Réponses du droit aux revendications

Les systèmes juridiques européens répondent aux revendications masculinistes de plusieurs manières, souvent indirectement. Par exemple, en France, la loi de 2020 sur la coparentalité a renforcé les droits des pères en cas de séparation, en facilitant la garde alternée et en réduisant les pensions alimentaires automatiques. En Espagne, une réforme de 2023 a modifié les critères de garde pour privilégier davantage l'intérêt de l'enfant, ce qui a été salué par certains groupes masculinistes. En Allemagne, la loi sur l'égalité des chances (2015) a introduit des mesures pour lutter contre la discrimination envers les hommes dans certains secteurs, comme l'éducation. Cependant, ces adaptations restent limitées et ne répondent pas à toutes les demandes masculinistes, comme la remise en cause des lois contre les violences conjugales, qui sont souvent perçues comme biaisée envers les hommes.

Débats et controverses

Les revendications masculinistes suscitent des débats intenses en Europe, notamment sur leur légitimité et leurs impacts. Certains juristes et associations féministes critiquent ces mouvements, les accusant de minimiser les inégalités structurelles subies par les femmes, comme les écarts de salaire ou les violences sexistes.
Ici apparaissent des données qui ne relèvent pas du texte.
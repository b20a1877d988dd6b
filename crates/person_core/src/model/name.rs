//! Person names and the per-person name collection.
//!
//! # Responsibility
//! - Define the name value record owned by exactly one person.
//! - Provide insertion-ordered, uuid-deduplicated storage with a
//!   deterministic "preferred" rule.
//!
//! # Invariants
//! - No two names in a `NameSet` share a `uuid`.
//! - `owner` is assigned only when a name is actually inserted.
//! - The preferred name is the first inserted one.

use crate::model::meta::{PersonUuid, RecordUuid};
use once_cell::sync::Lazy;
use serde::{Deserialize, Serialize};
use uuid::Uuid;

static BLANK_NAME: Lazy<PersonName> = Lazy::new(|| PersonName::with_id(Uuid::nil()));

/// One name a person is known by.
#[derive(Debug, Clone, PartialEq, Eq, Serialize, Deserialize)]
pub struct PersonName {
    pub uuid: RecordUuid,
    /// Back-reference to the owning person, set by `NameSet::add`.
    pub owner: Option<PersonUuid>,
    pub prefix: String,
    pub given_name: String,
    pub middle_name: String,
    pub family_name: String,
    pub degree: String,
}

impl PersonName {
    /// Creates a transient name with a generated stable ID.
    pub fn new(
        given_name: impl Into<String>,
        middle_name: impl Into<String>,
        family_name: impl Into<String>,
    ) -> Self {
        let mut name = Self::with_id(Uuid::new_v4());
        name.given_name = given_name.into();
        name.middle_name = middle_name.into();
        name.family_name = family_name.into();
        name
    }

    /// Creates an empty name with a caller-provided stable ID.
    pub fn with_id(uuid: RecordUuid) -> Self {
        Self {
            uuid,
            owner: None,
            prefix: String::new(),
            given_name: String::new(),
            middle_name: String::new(),
            family_name: String::new(),
            degree: String::new(),
        }
    }

    /// Shared blank name returned when a person has no names.
    pub fn blank() -> &'static PersonName {
        &BLANK_NAME
    }

    /// Whether every name part is empty.
    pub fn is_blank(&self) -> bool {
        [
            &self.prefix,
            &self.given_name,
            &self.middle_name,
            &self.family_name,
            &self.degree,
        ]
        .iter()
        .all(|part| part.is_empty())
    }
}

/// Insertion-ordered set of names, unique by `uuid`.
#[derive(Debug, Clone, Default, PartialEq, Eq, Serialize, Deserialize)]
#[serde(from = "Vec<PersonName>", into = "Vec<PersonName>")]
pub struct NameSet {
    names: Vec<PersonName>,
}

impl NameSet {
    pub fn new() -> Self {
        Self::default()
    }

    /// Attaches `name` to `owner` and inserts it unless a name with the same
    /// uuid is already present. Returns whether it was inserted.
    pub fn add(&mut self, owner: PersonUuid, mut name: PersonName) -> bool {
        if self.contains(name.uuid) {
            return false;
        }
        name.owner = Some(owner);
        self.names.push(name);
        true
    }

    /// Removes the name with `uuid`, if present.
    pub fn remove(&mut self, uuid: RecordUuid) -> Option<PersonName> {
        let position = self.names.iter().position(|name| name.uuid == uuid)?;
        Some(self.names.remove(position))
    }

    /// First inserted name, if any.
    pub fn preferred(&self) -> Option<&PersonName> {
        self.names.first()
    }

    pub fn contains(&self, uuid: RecordUuid) -> bool {
        self.names.iter().any(|name| name.uuid == uuid)
    }

    pub fn get(&self, uuid: RecordUuid) -> Option<&PersonName> {
        self.names.iter().find(|name| name.uuid == uuid)
    }

    pub fn iter(&self) -> impl Iterator<Item = &PersonName> {
        self.names.iter()
    }

    pub fn len(&self) -> usize {
        self.names.len()
    }

    pub fn is_empty(&self) -> bool {
        self.names.is_empty()
    }

    /// Re-points every name at `owner`.
    pub(crate) fn rebind(&mut self, owner: PersonUuid) {
        for name in &mut self.names {
            name.owner = Some(owner);
        }
    }
}

impl From<Vec<PersonName>> for NameSet {
    /// Keeps the first occurrence of each uuid, owners untouched.
    fn from(value: Vec<PersonName>) -> Self {
        let mut names: Vec<PersonName> = Vec::with_capacity(value.len());
        for name in value {
            if !names.iter().any(|existing| existing.uuid == name.uuid) {
                names.push(name);
            }
        }
        Self { names }
    }
}

impl From<NameSet> for Vec<PersonName> {
    fn from(value: NameSet) -> Self {
        value.names
    }
}

#[cfg(test)]
mod tests {
    use super::{NameSet, PersonName};
    use uuid::Uuid;

    #[test]
    fn get_finds_name_by_uuid() {
        let name = PersonName::new("Ada", "", "Lovelace");
        let id = name.uuid;
        let mut names = NameSet::new();
        names.add(Uuid::new_v4(), name);

        assert_eq!(names.get(id).map(|name| name.family_name.as_str()), Some("Lovelace"));
        assert!(names.get(Uuid::new_v4()).is_none());
    }

    #[test]
    fn add_sets_owner_and_rejects_duplicate_uuid() {
        let owner = Uuid::new_v4();
        let name = PersonName::new("Ada", "", "Lovelace");
        let duplicate = name.clone();

        let mut names = NameSet::new();
        assert!(names.add(owner, name));
        assert!(!names.add(owner, duplicate));
        assert_eq!(names.len(), 1);
        assert_eq!(names.preferred().unwrap().owner, Some(owner));
    }

    #[test]
    fn remove_missing_name_is_noop() {
        let mut names = NameSet::new();
        assert!(names.remove(Uuid::new_v4()).is_none());
        assert!(names.is_empty());
    }

    #[test]
    fn blank_name_has_empty_parts() {
        let blank = PersonName::blank();
        assert!(blank.is_blank());
        assert!(blank.uuid.is_nil());
        assert_eq!(blank.owner, None);
    }
}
Par exemple, en 2022, le Conseil de l'Europe a publié un rapport soulignant que les violences conjugales touchent majoritairement les femmes, avec 1 femme sur 3 victime dans l'UE. D'autres, comme des associations de pères séparés, estiment que les lois actuelles pénalisent injustement les hommes, notamment dans les procédures de divorce. Ces tensions se reflètent dans les médias et les tribunaux, où des affaires symboliques, comme celle de Mazan en France, alimentent les discussions sur la partialité du système judiciaire.

Ce que ça pourrait changer

Face à la montée des revendications masculinistes, les institutions européennes et les États membres pourraient être amenés à réviser certaines législations pour mieux équilibrer les droits des genres. Par exemple, la Commission européenne a lancé en 2024 une consultation sur l'égalité hommes-femmes, incluant des questions sur les perceptions d'injustice chez les hommes. Certains pays, comme la Hongrie, ont déjà pris des mesures pour promouvoir une vision plus traditionnelle des rôles familiaux, ce qui a été critiqué par les défenseurs des droits des femmes. À l'inverse, des pays comme la Suède ou les Pays-Bas misent sur des politiques d'égalité active, tout en intégrant des mesures ciblées pour les hommes, comme des programmes de prévention du suicide masculin. L'enjeu reste de concilier ces approches sans remettre en cause les acquis en matière d'égalité.

Sujets complémentaires

Ce contenu a été généré par intelligence artificielle à partir de l'article source. Il peut contenir des erreurs ou imprécisions.